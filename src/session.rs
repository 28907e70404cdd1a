//! # Session Access
//!
//! The navigation gate and the transport only ever *read* the login state. They
//! receive it through the [`SessionProvider`] trait instead of reaching for a
//! global store, so tests can hand them a fixed [`SessionSnapshot`].
//!
//! [`SharedSession`] is the in-process store the portal wires together: the auth
//! client writes it on login/logout and the transport's expiry hook clears it.

use serde::{Deserialize, Serialize};
use std::sync::{Arc, RwLock};

/// Role string the backend assigns to ordinary, non-privileged accounts.
pub const BASELINE_ROLE: &str = "USER";

/// Read-only view of the current login state.
pub trait SessionProvider: Send + Sync {
    /// Whether a credential is currently held.
    fn is_login(&self) -> bool;

    /// The credential sent as the `Authorization` header.
    fn token(&self) -> Option<String>;

    /// Role of the signed-in user, as issued by the backend.
    fn role(&self) -> Option<String>;
}

/// Details of the signed-in user kept next to the credential.
#[derive(Debug, Clone, PartialEq, Eq, Serialize, Deserialize)]
#[serde(rename_all = "camelCase")]
pub struct SessionUser {
    pub user_id: i64,
    pub username: String,
    #[serde(default)]
    pub role: Option<String>,
    #[serde(default)]
    pub email: Option<String>,
}

/// An immutable copy of the session, usable directly as a provider.
#[derive(Debug, Clone, Default, PartialEq, Eq)]
pub struct SessionSnapshot {
    pub token: Option<String>,
    pub user: Option<SessionUser>,
}

impl SessionSnapshot {
    /// An anonymous session.
    pub fn anonymous() -> Self {
        Self::default()
    }

    /// A signed-in session holding `token` for `user`.
    pub fn signed_in(token: impl Into<String>, user: SessionUser) -> Self {
        Self {
            token: Some(token.into()),
            user: Some(user),
        }
    }
}

impl SessionProvider for SessionSnapshot {
    fn is_login(&self) -> bool {
        self.token.is_some()
    }

    fn token(&self) -> Option<String> {
        self.token.clone()
    }

    fn role(&self) -> Option<String> {
        self.user.as_ref().and_then(|user| user.role.clone())
    }
}

/// Cloneable handle to the process-wide session.
#[derive(Debug, Clone, Default)]
pub struct SharedSession {
    inner: Arc<RwLock<SessionSnapshot>>,
}

impl SharedSession {
    pub fn new() -> Self {
        Self::default()
    }

    /// Replaces the session with a signed-in one.
    pub fn sign_in(&self, token: impl Into<String>, user: SessionUser) {
        let mut guard = self.inner.write().unwrap_or_else(|e| e.into_inner());
        *guard = SessionSnapshot::signed_in(token, user);
    }

    /// Drops the credential and user details.
    pub fn sign_out(&self) {
        let mut guard = self.inner.write().unwrap_or_else(|e| e.into_inner());
        *guard = SessionSnapshot::anonymous();
    }

    pub fn snapshot(&self) -> SessionSnapshot {
        self.inner.read().unwrap_or_else(|e| e.into_inner()).clone()
    }
}

impl SessionProvider for SharedSession {
    fn is_login(&self) -> bool {
        self.snapshot().is_login()
    }

    fn token(&self) -> Option<String> {
        self.snapshot().token
    }

    fn role(&self) -> Option<String> {
        self.snapshot().role()
    }
}
//! HTTP routes for the diagnosis server.

use axum::Router;
use axum::routing::get;
use tower_http::cors::{Any, CorsLayer};

use crate::sse::repo_diagnostic_handler;
use crate::state::AppState;

/// Build the API router.
pub fn api_router() -> Router<AppState> {
    Router::new().route("/repoDiagnostic", get(repo_diagnostic_handler))
}

/// Full application: health check at the root, API under `/api`, permissive CORS.
pub fn app(state: AppState) -> Router {
    let cors = CorsLayer::new()
        .allow_origin(Any)
        .allow_methods(Any)
        .allow_headers(Any);

    Router::new()
        .route("/", get(banner))
        .route("/health", get(health))
        .nest("/api", api_router())
        .layer(cors)
        .with_state(state)
}

async fn health() -> &'static str {
    "ok"
}

async fn banner() -> &'static str {
    "diagnose-server: GET /api/repoDiagnostic?org=<org>&name=<name>"
}
//! Session lifecycle phases and the allowed transitions between them.

use std::fmt;

/// Where a diagnostic session is in its lifecycle.
#[derive(Debug, Clone, Copy, PartialEq, Eq)]
pub enum SessionPhase {
    Initializing,
    Reasoning,
    ToolDispatch,
    Completing,
    Complete,
    Errored,
}

impl SessionPhase {
    pub fn as_str(self) -> &'static str {
        match self {
            SessionPhase::Initializing => "initializing",
            SessionPhase::Reasoning => "reasoning",
            SessionPhase::ToolDispatch => "tool_dispatch",
            SessionPhase::Completing => "completing",
            SessionPhase::Complete => "complete",
            SessionPhase::Errored => "errored",
        }
    }

    pub fn is_terminal(self) -> bool {
        matches!(self, SessionPhase::Complete | SessionPhase::Errored)
    }

    /// True if `self -> next` is a legal transition.
    pub fn can_transition_to(self, next: SessionPhase) -> bool {
        use SessionPhase::{Complete, Completing, Errored, Initializing, Reasoning, ToolDispatch};

        if next == Errored {
            return !self.is_terminal();
        }
        matches!(
            (self, next),
            (Initializing, Reasoning)
                | (Reasoning, ToolDispatch)
                | (Reasoning, Reasoning)
                | (ToolDispatch, Reasoning)
                | (ToolDispatch, Completing)
                | (Completing, Complete)
        )
    }
}

impl fmt::Display for SessionPhase {
    fn fmt(&self, f: &mut fmt::Formatter<'_>) -> fmt::Result {
        f.write_str(self.as_str())
    }
}

/// Rejected phase change.
#[derive(Debug, Clone, PartialEq, Eq)]
pub struct InvalidTransition {
    pub from: SessionPhase,
    pub to: SessionPhase,
}

impl fmt::Display for InvalidTransition {
    fn fmt(&self, f: &mut fmt::Formatter<'_>) -> fmt::Result {
        write!(f, "invalid session transition {} -> {}", self.from, self.to)
    }
}

impl std::error::Error for InvalidTransition {}

/// Validate and apply a phase change.
pub fn transition(current: &mut SessionPhase, next: SessionPhase) -> Result<(), InvalidTransition> {
    if !current.can_transition_to(next) {
        return Err(InvalidTransition {
            from: *current,
            to: next,
        });
    }
    *current = next;
    Ok(())
}

#[cfg(test)]
mod tests {
    use super::*;

    #[test]
    fn happy_path_is_allowed() {
        let mut phase = SessionPhase::Initializing;
        for next in [
            SessionPhase::Reasoning,
            SessionPhase::ToolDispatch,
            SessionPhase::Reasoning,
            SessionPhase::ToolDispatch,
            SessionPhase::Completing,
            SessionPhase::Complete,
        ] {
            transition(&mut phase, next).expect("transition");
        }
        assert!(phase.is_terminal());
    }

    #[test]
    fn errored_reachable_from_every_non_terminal_phase() {
        for phase in [
            SessionPhase::Initializing,
            SessionPhase::Reasoning,
            SessionPhase::ToolDispatch,
            SessionPhase::Completing,
        ] {
            assert!(phase.can_transition_to(SessionPhase::Errored), "{phase}");
        }
    }

    #[test]
    fn terminal_phases_are_sticky() {
        for phase in [SessionPhase::Complete, SessionPhase::Errored] {
            for next in [
                SessionPhase::Reasoning,
                SessionPhase::Errored,
                SessionPhase::Completing,
            ] {
                assert!(!phase.can_transition_to(next));
            }
        }
    }

    #[test]
    fn cannot_skip_completing() {
        let mut phase = SessionPhase::ToolDispatch;
        let err = transition(&mut phase, SessionPhase::Complete).expect_err("should fail");
        assert_eq!(err.to_string(), "invalid session transition tool_dispatch -> complete");
        assert_eq!(phase, SessionPhase::ToolDispatch);
    }
}
//! Opaque file-identity index over a repository directory.
//!
//! The index walks the tree once, mints an id per entry, and answers id → path
//! queries. Paths stay inside the index; the engine only ever sees ids through
//! [`FileIndex::serialize`].

use std::collections::{HashMap, HashSet};
use std::fmt;
use std::fs;
use std::path::{Path, PathBuf};
use std::sync::atomic::{AtomicU64, Ordering};

use anyhow::{Context, Result, anyhow};
use rand::{Rng, distributions::Alphanumeric};
use serde_json::Value;
use tracing::{debug, instrument, warn};
use walkdir::{DirEntry, WalkDir};

use crate::tree::{FileId, FileNode};

/// Directory names never indexed.
const SKIPPED_DIRS: &[&str] = &[".git"];

/// Sessions started by this process; suffixes every session tag.
static SESSION_SEQ: AtomicU64 = AtomicU64::new(0);

/// Returned by [`FileIndex::resolve`] for ids this index never minted.
#[derive(Debug, Clone, PartialEq, Eq)]
pub struct NotFound {
    pub id: String,
}

impl fmt::Display for NotFound {
    fn fmt(&self, f: &mut fmt::Formatter<'_>) -> fmt::Result {
        write!(f, "no file with id {}", self.id)
    }
}

impl std::error::Error for NotFound {}

/// Immutable id space over one directory tree.
#[derive(Debug, Clone)]
pub struct FileIndex {
    session_tag: String,
    root: FileNode,
    paths: HashMap<FileId, PathBuf>,
}

impl FileIndex {
    /// Walk `root` and mint an id for every reachable entry.
    pub fn build(root: &Path) -> Result<Self> {
        Self::build_with(root, |_, _| {})
    }

    /// Like [`FileIndex::build`], invoking `on_discover` once per minted id.
    #[instrument(skip_all, fields(root = %root.display()))]
    pub fn build_with<F>(root: &Path, mut on_discover: F) -> Result<Self>
    where
        F: FnMut(&FileId, &Path),
    {
        let root = root
            .canonicalize()
            .with_context(|| format!("resolve repository root {}", root.display()))?;
        if !root.is_dir() {
            return Err(anyhow!("repository root {} is not a directory", root.display()));
        }

        let mut minter = IdMinter::new(generate_session_tag());
        let mut paths = HashMap::new();
        let mut visited_dirs = HashSet::new();
        // stack[d] is the open directory at depth d.
        let mut stack: Vec<FileNode> = Vec::new();

        let mut walker = WalkDir::new(&root)
            .follow_links(false)
            .sort_by_file_name()
            .into_iter();

        while let Some(entry) = walker.next() {
            let entry = match entry {
                Ok(entry) => entry,
                Err(err) if err.depth() == 0 => {
                    return Err(err).with_context(|| format!("walk {}", root.display()));
                }
                Err(err) => {
                    warn!(error = %err, "skipping unreadable entry");
                    continue;
                }
            };
            let depth = entry.depth();
            let is_dir = entry.file_type().is_dir();

            if depth > 0 && is_dir && is_skipped_dir(&entry) {
                walker.skip_current_dir();
                continue;
            }

            while stack.len() > depth {
                close_dir(&mut stack);
            }

            if is_dir {
                let real = fs::canonicalize(entry.path()).unwrap_or_else(|_| entry.path().into());
                if !visited_dirs.insert(real) {
                    debug!(path = %entry.path().display(), "directory already visited");
                    walker.skip_current_dir();
                    continue;
                }
            }

            let id = minter.mint();
            on_discover(&id, entry.path());
            paths.insert(id.clone(), entry.path().to_path_buf());

            let name = entry_name(&entry);
            if is_dir {
                stack.push(FileNode::directory(id, entry.path(), name));
            } else if let Some(parent) = stack.last_mut() {
                parent
                    .children
                    .get_or_insert_with(Vec::new)
                    .push(FileNode::file(id, entry.path(), name));
            }
        }

        while stack.len() > 1 {
            close_dir(&mut stack);
        }
        let root_node = stack
            .pop()
            .ok_or_else(|| anyhow!("repository root {} produced no entries", root.display()))?;

        debug!(entries = paths.len(), session_tag = %minter.tag, "file index built");
        Ok(Self {
            session_tag: minter.tag,
            root: root_node,
            paths,
        })
    }

    /// Resolve an id minted by this index.
    pub fn resolve(&self, id: &str) -> Result<&Path, NotFound> {
        self.paths
            .get(id)
            .map(PathBuf::as_path)
            .ok_or_else(|| NotFound { id: id.to_string() })
    }

    /// Tree summary safe to hand to the engine (`{id, name, kind, children}`).
    pub fn serialize(&self) -> Result<Value> {
        serde_json::to_value(&self.root).context("serialize file tree")
    }

    pub fn root(&self) -> &FileNode {
        &self.root
    }

    pub fn session_tag(&self) -> &str {
        &self.session_tag
    }

    pub fn len(&self) -> usize {
        self.paths.len()
    }

    pub fn is_empty(&self) -> bool {
        self.paths.is_empty()
    }
}

struct IdMinter {
    tag: String,
    next: u64,
}

impl IdMinter {
    fn new(tag: String) -> Self {
        Self { tag, next: 1 }
    }

    fn mint(&mut self) -> FileId {
        let id = FileId::new(format!("{}-{}", self.tag, self.next));
        self.next += 1;
        id
    }
}

/// Six random characters, then the process-wide sequence number. The random
/// part has a fixed width, so distinct sequence numbers give distinct tags.
fn generate_session_tag() -> String {
    let mut rng = rand::thread_rng();
    let random = std::iter::repeat_with(|| rng.sample(Alphanumeric))
        .map(char::from)
        .take(6)
        .collect::<String>()
        .to_lowercase();
    let seq = SESSION_SEQ.fetch_add(1, Ordering::Relaxed);
    format!("{random}{seq}")
}

fn close_dir(stack: &mut Vec<FileNode>) {
    if stack.len() < 2 {
        return;
    }
    if let Some(done) = stack.pop()
        && let Some(parent) = stack.last_mut()
    {
        parent.children.get_or_insert_with(Vec::new).push(done);
    }
}

fn is_skipped_dir(entry: &DirEntry) -> bool {
    entry
        .file_name()
        .to_str()
        .is_some_and(|name| SKIPPED_DIRS.contains(&name))
}

fn entry_name(entry: &DirEntry) -> String {
    let name = entry.file_name().to_string_lossy();
    if name.is_empty() {
        ".".to_string()
    } else {
        name.into_owned()
    }
}
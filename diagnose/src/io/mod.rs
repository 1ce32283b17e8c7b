//! I/O helpers for diagnostic sessions.

pub mod config;
pub mod file_index;
pub mod openai;
pub mod prompt;
pub mod repo;
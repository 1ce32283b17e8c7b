//! Development-time tracing for the diagnosis engine.
//!
//! # Separation of Concerns
//!
//! - **Tracing (this module)**: Dev diagnostics via `RUST_LOG`, output to stderr.
//!   Not part of the product output.
//!
//! - **Diagnostic stream (`stream`)**: The snapshots delivered to the client.
//!   Always emitted, unaffected by `RUST_LOG`.

use tracing_subscriber::{EnvFilter, fmt, layer::SubscriberExt, util::SubscriberInitExt};

/// Initialize tracing subscriber for development logging.
///
/// Reads `RUST_LOG` env var. Falls back to `default_directive` if unset.
/// Output: stderr, compact format.
///
/// # Example
/// ```bash
/// RUST_LOG=diagnose=debug,diagnose_server=info cargo run -p diagnose-server
/// ```
pub fn init(default_directive: &str) {
    let filter =
        EnvFilter::try_from_default_env().unwrap_or_else(|_| EnvFilter::new(default_directive));

    tracing_subscriber::registry()
        .with(filter)
        .with(fmt::layer().with_writer(std::io::stderr).compact())
        .init();
}
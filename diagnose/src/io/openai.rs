//! Reasoning engine backed by an OpenAI-compatible chat completions endpoint.

use std::time::Duration;

use anyhow::{Context, Result, anyhow};
use async_trait::async_trait;
use reqwest::Client;
use serde_json::{Value, json};
use tracing::{debug, instrument, warn};

use crate::engine::{ChatMessage, ReasoningEngine, ToolChoice, ToolInvocation, Turn, TurnRequest};
use crate::io::config::EngineConfig;

/// Content sent for assistant tool calls that never received a result.
const SKIPPED_TOOL_RESULT: &str = "This tool is not available. No result was produced.";

/// Longest error body echoed into error messages.
const ERROR_BODY_LIMIT: usize = 512;

#[derive(Debug, Clone)]
pub struct OpenAiEngine {
    endpoint: String,
    model: String,
    api_key: Option<String>,
    max_tokens: u32,
    temperature: Option<f32>,
    client: Client,
}

impl OpenAiEngine {
    /// Build an engine from config. The API key is read from `api_key_env`;
    /// a missing key is allowed for local endpoints.
    pub fn new(cfg: &EngineConfig) -> Result<Self> {
        let api_key = std::env::var(&cfg.api_key_env)
            .ok()
            .filter(|key| !key.trim().is_empty());
        if api_key.is_none() {
            warn!(env = %cfg.api_key_env, "no API key set, sending unauthenticated requests");
        }
        let client = Client::builder()
            .timeout(Duration::from_secs(cfg.timeout_secs))
            .build()
            .context("build http client")?;
        Ok(Self {
            endpoint: cfg.endpoint.clone(),
            model: cfg.model.clone(),
            api_key,
            max_tokens: cfg.max_tokens,
            temperature: cfg.temperature,
            client,
        })
    }

    fn build_payload(&self, request: TurnRequest<'_>) -> Value {
        let mut payload = json!({
            "model": self.model,
            "messages": encode_messages(request.messages),
            "max_tokens": self.max_tokens,
            "stream": false,
        });
        if let Some(temperature) = self.temperature {
            payload["temperature"] = json!(temperature);
        }
        if !request.tools.is_empty() {
            let tools: Vec<Value> = request
                .tools
                .iter()
                .map(|spec| {
                    json!({
                        "type": "function",
                        "function": {
                            "name": spec.name,
                            "description": spec.description,
                            "parameters": strip_schema_keywords(&spec.parameters),
                        }
                    })
                })
                .collect();
            payload["tools"] = json!(tools);
            payload["tool_choice"] = match request.tool_choice {
                ToolChoice::Auto => json!("auto"),
                ToolChoice::Force(name) => json!({
                    "type": "function",
                    "function": {"name": name}
                }),
            };
        }
        payload
    }
}

#[async_trait]
impl ReasoningEngine for OpenAiEngine {
    #[instrument(skip_all, fields(model = %self.model, messages = request.messages.len()))]
    async fn complete(&self, request: TurnRequest<'_>) -> Result<Turn> {
        let payload = self.build_payload(request);
        let mut http = self.client.post(&self.endpoint).json(&payload);
        if let Some(key) = &self.api_key {
            http = http.bearer_auth(key);
        }

        let response = http
            .send()
            .await
            .with_context(|| format!("send chat request to {}", self.endpoint))?;
        let status = response.status();
        let body = response.text().await.context("read chat response body")?;
        if !status.is_success() {
            let snippet: String = body.chars().take(ERROR_BODY_LIMIT).collect();
            return Err(anyhow!("chat request failed with status {status}: {snippet}"));
        }

        let turn = parse_turn(&body)?;
        debug!(
            tool_calls = turn.tool_calls.len(),
            narrated = turn.narration.is_some(),
            "engine turn received"
        );
        Ok(turn)
    }
}

/// Encode the conversation, answering any dangling tool call so the provider
/// accepts the history.
fn encode_messages(messages: &[ChatMessage]) -> Vec<Value> {
    let mut out = Vec::with_capacity(messages.len());
    let mut pending: Vec<String> = Vec::new();

    for message in messages {
        if !matches!(message, ChatMessage::Tool { .. }) {
            flush_pending(&mut out, &mut pending);
        }
        match message {
            ChatMessage::System { content } => out.push(json!({"role": "system", "content": content})),
            ChatMessage::User { content } => out.push(json!({"role": "user", "content": content})),
            ChatMessage::Assistant {
                content,
                tool_calls,
            } => {
                let mut msg = json!({"role": "assistant", "content": content});
                if !tool_calls.is_empty() {
                    let calls: Vec<Value> = tool_calls
                        .iter()
                        .map(|call| {
                            json!({
                                "id": call.id,
                                "type": "function",
                                "function": {"name": call.name, "arguments": call.arguments}
                            })
                        })
                        .collect();
                    msg["tool_calls"] = json!(calls);
                    pending = tool_calls.iter().map(|call| call.id.clone()).collect();
                }
                out.push(msg);
            }
            ChatMessage::Tool {
                tool_call_id,
                content,
            } => {
                pending.retain(|id| id != tool_call_id);
                out.push(json!({"role": "tool", "tool_call_id": tool_call_id, "content": content}));
            }
        }
    }
    flush_pending(&mut out, &mut pending);
    out
}

fn flush_pending(out: &mut Vec<Value>, pending: &mut Vec<String>) {
    for id in pending.drain(..) {
        out.push(json!({"role": "tool", "tool_call_id": id, "content": SKIPPED_TOOL_RESULT}));
    }
}

/// Drop JSON Schema meta keywords providers reject in function parameters.
fn strip_schema_keywords(schema: &Value) -> Value {
    let mut schema = schema.clone();
    if let Some(map) = schema.as_object_mut() {
        map.remove("$schema");
        map.remove("title");
    }
    schema
}

fn parse_turn(body: &str) -> Result<Turn> {
    let value: Value = serde_json::from_str(body).context("parse chat response")?;
    let message = value
        .get("choices")
        .and_then(Value::as_array)
        .and_then(|choices| choices.first())
        .and_then(|choice| choice.get("message"))
        .ok_or_else(|| anyhow!("unexpected chat payload: missing choices[0].message"))?;

    let narration = message
        .get("content")
        .and_then(Value::as_str)
        .map(str::trim)
        .filter(|text| !text.is_empty())
        .map(ToString::to_string);
    let tool_calls = message
        .get("tool_calls")
        .map(parse_tool_calls)
        .unwrap_or_default();

    Ok(Turn {
        narration,
        tool_calls,
    })
}

fn parse_tool_calls(value: &Value) -> Vec<ToolInvocation> {
    let Some(items) = value.as_array() else {
        return Vec::new();
    };
    items
        .iter()
        .enumerate()
        .filter_map(|(idx, item)| {
            let function = item.get("function")?;
            let name = function.get("name").and_then(Value::as_str)?.trim();
            if name.is_empty() {
                return None;
            }
            let arguments = match function.get("arguments") {
                Some(Value::String(raw)) => raw.clone(),
                Some(other) => other.to_string(),
                None => "{}".to_string(),
            };
            let id = item
                .get("id")
                .and_then(Value::as_str)
                .filter(|id| !id.trim().is_empty())
                .map(ToString::to_string)
                .unwrap_or_else(|| format!("tool_call_{}", idx + 1));
            Some(ToolInvocation {
                id,
                name: name.to_string(),
                arguments,
            })
        })
        .collect()
}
——
**Exercise directions:**
Return a copy of every line in the records that includes the string "narration".

**Solved exercise:**
            narrated = turn.narration.is_some(),
    let narration = message
        narration,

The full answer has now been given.